Spring is here and we now have our complete 2019 list away to the printer, and it feels like quite an achievement.

There's a busy season of launches and events coming up too, and this weekend some of our 2019 authors will be in sessions at the Going West Festival in Titirangi. We've included a round-up below so you can find them easily.

And we have cause for celebration, with Niki Harré's win of the Ashton Wylie Mind Body Spirit Book Award for The Infinite Game, congratulations Niki!

More details and our new releases below.

Noho ora mai
the AUP team
Niki Harré has won this year’s $10,000 Ashton Wylie Mind Body Spirit Book Award for The Infinite GameDeeply informed by psychological research and a life of social activism, Niki Harré’s provocative book teaches us how to live and work cooperatively together, for the good of not only ourselves but of our communities and the whole planet.

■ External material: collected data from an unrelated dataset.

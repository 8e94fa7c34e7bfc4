//! Write side of the buffer ring.
//!
//! The writer always holds the write lock of the slot it is filling. A swap
//! publishes that slot and moves the hold to another slot it could lock. When
//! readers pin every other slot the writer keeps filling the same one, which
//! degrades the layer to single-buffer behavior until a slot frees up.

use crate::predictor::SwapPredictor;
use crate::ring::LayerRing;
use dermis_rt::{WaitError, WriteHold, as_ns, now_ns};
use dermis_types::SensorResponse;
use std::sync::Arc;
use std::sync::atomic::{AtomicU16, Ordering};
use std::time::Duration;

/// Time kept back at the end of a period for the writer to wrap up.
pub const SWAP_MARGIN: Duration = Duration::from_micros(200);

pub struct RingWriter {
    ring: Arc<LayerRing>,
    cur: usize,
    hold: Option<WriteHold>,
    swap_pending: bool,
    swap_skips: u64,
    predictor: SwapPredictor,
}

impl RingWriter {
    /// Take slot 0 for writing, waiting at most `timeout` for readers to
    /// leave it.
    pub fn new(ring: Arc<LayerRing>, timeout: Duration) -> Result<Self, WaitError> {
        let hold = match ring.lock(0) {
            Some(lock) => Some(lock.write_for(timeout)?),
            None => None,
        };
        let h = ring.header();
        h.being_written.store(0, Ordering::Release);
        h.next_predicted_swap.store(now_ns(), Ordering::Release);
        Ok(Self {
            ring,
            cur: 0,
            hold,
            swap_pending: false,
            swap_skips: 0,
            predictor: SwapPredictor::for_writer(),
        })
    }

    #[inline]
    pub fn ring(&self) -> &Arc<LayerRing> {
        &self.ring
    }

    #[inline]
    pub fn current_slot(&self) -> usize {
        self.cur
    }

    #[inline]
    pub fn swap_skips(&self) -> u64 {
        self.swap_skips
    }

    /// Whether the last swap attempt failed and is still owed.
    #[inline]
    pub fn swap_pending(&self) -> bool {
        self.swap_pending
    }

    /// The slot the writer holds.
    pub fn slot(&self) -> SlotWriter<'_> {
        SlotWriter {
            ring: &self.ring,
            slot: self.cur,
        }
    }

    /// Feed the measured fill duration to the predictor.
    pub fn record_fill(&mut self, fill: Duration) {
        self.predictor.update(as_ns(fill));
    }

    /// One last non-blocking swap attempt for a swap owed by the previous
    /// cycle. A failure counts as a skipped swap and the writer keeps its
    /// slot for another cycle.
    pub fn last_chance_swap(&mut self) {
        if !self.swap_pending {
            return;
        }
        if !self.try_swap() {
            self.swap_skips += 1;
        }
        self.ring.header().next_predicted_swap.store(
            now_ns() + self.predictor.estimate_ns(),
            Ordering::Release,
        );
    }

    /// Publish the filled slot and move to another one.
    ///
    /// Tries every other slot without blocking first. While more than
    /// [`SWAP_MARGIN`] is left before `deadline_ns`, waits a bounded time on
    /// the next slot in rotation and tries again. Returns whether a swap
    /// happened; otherwise the swap stays owed for [`last_chance_swap`].
    ///
    /// [`last_chance_swap`]: Self::last_chance_swap
    pub fn swap(&mut self, deadline_ns: u64, period: Duration) -> bool {
        let margin = as_ns(SWAP_MARGIN);
        let swapped = loop {
            if self.try_swap() {
                break true;
            }
            let left = deadline_ns.saturating_sub(now_ns());
            if left < margin {
                break false;
            }
            let wait = Duration::from_nanos((left - margin).min(margin));
            let next = (self.cur + 1) % self.ring.buffer_count();
            if let Some(lock) = self.ring.lock(next)
                && let Ok(hold) = lock.write_for(wait)
            {
                self.publish_and_move(next, Some(hold));
                break true;
            }
        };
        self.swap_pending = !swapped;
        self.ring
            .header()
            .next_predicted_swap
            .store(now_ns() + as_ns(period), Ordering::Release);
        swapped
    }

    fn try_swap(&mut self) -> bool {
        let b = self.ring.buffer_count();
        if b == 1 {
            self.publish_and_move(0, None);
            return true;
        }
        for i in 1..b {
            let other = (self.cur + i) % b;
            let Some(lock) = self.ring.lock(other) else {
                continue;
            };
            if let Ok(hold) = lock.try_write() {
                self.publish_and_move(other, Some(hold));
                return true;
            }
        }
        false
    }

    fn publish_and_move(&mut self, next: usize, hold: Option<WriteHold>) {
        let h = self.ring.header();
        h.last_written.store(self.cur as u32, Ordering::Release);
        h.write_time[self.cur].store(now_ns(), Ordering::Release);
        // Old hold released only after publishing, so a reader locking the
        // published slot always sees its timestamp.
        self.hold = hold;
        self.cur = next;
        h.being_written.store(next as u32, Ordering::Release);
        self.swap_pending = false;
    }
}

/// Mutable view of the slot the writer holds.
pub struct SlotWriter<'a> {
    ring: &'a LayerRing,
    slot: usize,
}

impl SlotWriter<'_> {
    #[inline]
    pub fn index(&self) -> usize {
        self.slot
    }

    #[inline]
    pub fn len(&self) -> usize {
        self.ring.sensor_count()
    }

    #[inline]
    pub fn is_empty(&self) -> bool {
        self.len() == 0
    }

    #[inline]
    pub fn set(&self, sensor: usize, value: SensorResponse) {
        self.cells()[sensor].store(value, Ordering::Relaxed);
    }

    #[inline]
    pub fn get(&self, sensor: usize) -> SensorResponse {
        self.cells()[sensor].load(Ordering::Relaxed)
    }

    /// Copy `values` into the slot, truncating to whichever is shorter.
    pub fn write_all(&self, values: &[SensorResponse]) {
        for (cell, v) in self.cells().iter().zip(values) {
            cell.store(*v, Ordering::Relaxed);
        }
    }

    /// Copy the last published frame into this slot, for a fill that has no
    /// new data.
    ///
    /// Nothing is copied when this slot is the published one, or when the
    /// published frame is more than a period old: then the previous swap was
    /// skipped and this slot already holds the newer frame.
    pub fn copy_from_previous(&self) -> bool {
        let h = self.ring.header();
        let last = h.last_written();
        if last == self.slot || last >= self.ring.buffer_count() {
            return false;
        }
        let written = h.write_time(last);
        if written == 0 || now_ns().saturating_sub(written) > as_ns(self.ring.period()) {
            return false;
        }
        for (dst, src) in self.cells().iter().zip(self.ring.slot(last)) {
            dst.store(src.load(Ordering::Relaxed), Ordering::Relaxed);
        }
        true
    }

    #[inline]
    fn cells(&self) -> &[AtomicU16] {
        self.ring.slot(self.slot)
    }
}

#[cfg(test)]
mod tests {
    use super::*;
    use crate::registry::{ProcessRegistry, ResourceRegistry};
    use crate::ring::RingConfig;
    use dermis_types::LayerId;

    fn ring(buffers: usize, rate: u32) -> Arc<LayerRing> {
        let reg: Arc<dyn ResourceRegistry> = ProcessRegistry::new();
        Arc::new(LayerRing::create(&reg, LayerId(0), RingConfig::new(buffers, 4, rate)).unwrap())
    }

    #[test]
    fn swap_rotates_and_publishes() {
        let r = ring(3, 100);
        let mut w = RingWriter::new(Arc::clone(&r), Duration::from_millis(10)).unwrap();
        w.slot().write_all(&[1, 2, 3, 4]);
        assert!(w.swap(now_ns(), r.period()));
        assert_eq!(r.header().last_written(), 0);
        assert_eq!(r.header().being_written(), 1);
        assert!(r.header().write_time(0) > 0);
        assert_eq!(r.snapshot(0), vec![1, 2, 3, 4]);

        assert!(w.swap(now_ns(), r.period()));
        assert_eq!(w.current_slot(), 2);
        assert!(w.swap(now_ns(), r.period()));
        assert_eq!(w.current_slot(), 0);
    }

    #[test]
    fn only_the_held_slot_is_write_locked() {
        let r = ring(3, 100);
        let mut w = RingWriter::new(Arc::clone(&r), Duration::from_millis(10)).unwrap();
        for _ in 0..5 {
            let held = w.current_slot();
            for slot in 0..3 {
                let lock = r.lock(slot).unwrap();
                assert_eq!(lock.try_read().is_err(), slot == held);
            }
            w.swap(now_ns(), r.period());
        }
    }

    #[test]
    fn blocked_swaps_are_counted_once_per_cycle() {
        let r = ring(3, 100);
        let mut w = RingWriter::new(Arc::clone(&r), Duration::from_millis(10)).unwrap();
        let pin1 = r.lock(1).unwrap().try_read().unwrap();
        let pin2 = r.lock(2).unwrap().try_read().unwrap();

        for k in 1..=4u64 {
            w.last_chance_swap();
            assert!(!w.swap(now_ns(), r.period()));
            assert_eq!(w.current_slot(), 0);
            assert_eq!(w.swap_skips(), k - 1);
        }
        w.last_chance_swap();
        assert_eq!(w.swap_skips(), 4);

        drop(pin1);
        w.last_chance_swap();
        assert_eq!(w.current_slot(), 1);
        assert_eq!(w.swap_skips(), 4);
        assert!(!w.swap_pending());
        drop(pin2);
    }

    #[test]
    fn bounded_wait_on_neighbour_succeeds_when_released() {
        let r = ring(2, 10);
        let mut w = RingWriter::new(Arc::clone(&r), Duration::from_millis(10)).unwrap();
        let pin = r.lock(1).unwrap().try_read().unwrap();
        let releaser = std::thread::spawn(move || {
            std::thread::sleep(Duration::from_millis(5));
            drop(pin);
        });
        assert!(w.swap(now_ns() + 50_000_000, r.period()));
        assert_eq!(w.current_slot(), 1);
        releaser.join().unwrap();
    }

    #[test]
    fn single_buffer_publishes_in_place() {
        let r = ring(1, 100);
        let mut w = RingWriter::new(Arc::clone(&r), Duration::from_millis(10)).unwrap();
        w.slot().set(2, 9);
        assert!(w.swap(now_ns(), r.period()));
        assert_eq!(w.current_slot(), 0);
        assert_eq!(r.header().last_written(), 0);
        assert_eq!(r.snapshot(0)[2], 9);
    }

    #[test]
    fn copy_from_previous_respects_freshness() {
        let r = ring(3, 10);
        let mut w = RingWriter::new(Arc::clone(&r), Duration::from_millis(10)).unwrap();
        assert!(!w.slot().copy_from_previous());
        w.slot().write_all(&[5, 6, 7, 8]);
        w.swap(now_ns(), r.period());
        assert!(w.slot().copy_from_previous());
        assert_eq!(r.snapshot(1), vec![5, 6, 7, 8]);

        // Published frame older than one period: previous swap was skipped.
        r.header().write_time[0].store(now_ns() - 500_000_000, Ordering::Release);
        w.slot().write_all(&[0, 0, 0, 0]);
        assert!(!w.slot().copy_from_previous());
        assert_eq!(r.snapshot(1), vec![0, 0, 0, 0]);
    }
}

Awards’ convenor of judges Joan Rosier-Jones says Harré's book is an intelligent, thoughtful, philosophical view of the difference between the finite and the infinite players in the modern world. 'This is a book that will inspire readers to consider our common future particularly in sustainability and ecological context providing for human well-being and to think about what is important to them and use that to inform how they live their lives with less concentration on competition and status and more emphasis on community,' she says.
Moth Hour
Anne Kennedy
In 1973, Anne Kennedy’s brother Philip was partying on a hillside when he accidentally fell to his death. Among books and records, Philip left a poem typed in Courier on thick, cream, letter-sized paper.

Come catch me little child
And put me in a jar . . .


Kennedy’s extraordinary poems grapple with the rebellious world of her brother and his friends in the 1970s; with grief and loss; with the arch of time. The poems reach into the threads of the past to build patterns, grasped for a moment and then unravelling in one’s hands.
Always Song in the Water: An Oceanic Sketchbook
Gregory O’Brien

Every spring on Gregory O’Brien’s front lawn, on a ridgetop in Hataitai, an upside-down dinghy blooms with flowering clematis. In this book, O’Brien takes his metaphorical dinghy to the edges of New Zealand – starting with a road trip through Northland and then voyaging out into the Pacific, to lead us into some under-explored territories of the South Pacific imagination.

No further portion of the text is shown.